Stored items
%%
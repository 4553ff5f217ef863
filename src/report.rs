//! Human-readable progress report.
//!
//! One line per generation followed by a final block:
//!
//! ```text
//! Generation 1: A (weight: 2, value: 3) B (weight: 3, value: 4) Total weight: 5, Total value: 7
//! Best solution:
//!   A (weight: 2, value: 3)
//!   B (weight: 3, value: 4)
//! Total weight: 5
//! Total value: 7
//! ```
//!
//! Weights print with six significant digits in the `%g` style: trailing
//! zeros are dropped and very large or very small magnitudes switch to
//! exponent form (`1.23457e+06`).

use crate::error::Result;
use crate::ga::{GenerationReport, KnapsackProblem, Solution};
use std::io::Write;

const SIGNIFICANT_DIGITS: usize = 6;

/// Writes the line for one generation.
///
/// # Errors
/// [`KnapsackError::Io`](crate::KnapsackError::Io) if the writer fails.
pub fn write_generation<W: Write>(
    out: &mut W,
    problem: &KnapsackProblem,
    report: &GenerationReport,
) -> Result<()> {
    write!(out, "Generation {}: ", report.generation)?;
    for item in report.best.items(problem) {
        write!(
            out,
            "{} (weight: {}, value: {}) ",
            item.name,
            format_real(item.weight),
            item.value
        )?;
    }
    writeln!(
        out,
        "Total weight: {}, Total value: {}",
        format_real(report.best.total_weight),
        report.best.total_value
    )?;
    Ok(())
}

/// Writes the final best-solution block.
///
/// # Errors
/// [`KnapsackError::Io`](crate::KnapsackError::Io) if the writer fails.
pub fn write_best<W: Write>(out: &mut W, problem: &KnapsackProblem, best: &Solution) -> Result<()> {
    writeln!(out, "Best solution: ")?;
    for item in best.items(problem) {
        writeln!(
            out,
            "  {} (weight: {}, value: {})",
            item.name,
            format_real(item.weight),
            item.value
        )?;
    }
    writeln!(out, "Total weight: {}", format_real(best.total_weight))?;
    writeln!(out, "Total value: {}", best.total_value)?;
    Ok(())
}

/// Formats `x` like `printf("%g")`: [`SIGNIFICANT_DIGITS`] significant
/// digits, no trailing zeros, exponent form outside `[1e-4, 1e6)`.
fn format_real(x: f64) -> String {
    if x == 0.0 || !x.is_finite() {
        return x.to_string();
    }

    // Exponent after rounding, so 999999.7 becomes 1e+06.
    let scientific = format!("{:.*e}", SIGNIFICANT_DIGITS - 1, x);
    let Some((mantissa, exponent)) = scientific.split_once('e') else {
        return scientific;
    };
    let Ok(exponent) = exponent.parse::<i32>() else {
        return scientific;
    };

    if exponent < -4 || exponent >= SIGNIFICANT_DIGITS as i32 {
        let sign = if exponent < 0 { '-' } else { '+' };
        format!(
            "{}e{sign}{:02}",
            trim_fraction(mantissa),
            exponent.unsigned_abs()
        )
    } else {
        let decimals = (SIGNIFICANT_DIGITS as i32 - 1 - exponent) as usize;
        trim_fraction(&format!("{:.*}", decimals, x)).to_string()
    }
}

fn trim_fraction(digits: &str) -> &str {
    if digits.contains('.') {
        digits.trim_end_matches('0').trim_end_matches('.')
    } else {
        digits
    }
}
%%
### What you have to do:
Among the records above, find each line containing the string "usize" and copy it.

### Task answer:
const SIGNIFICANT_DIGITS: usize = 6;
        let decimals = (SIGNIFICANT_DIGITS as i32 - 1 - exponent) as usize;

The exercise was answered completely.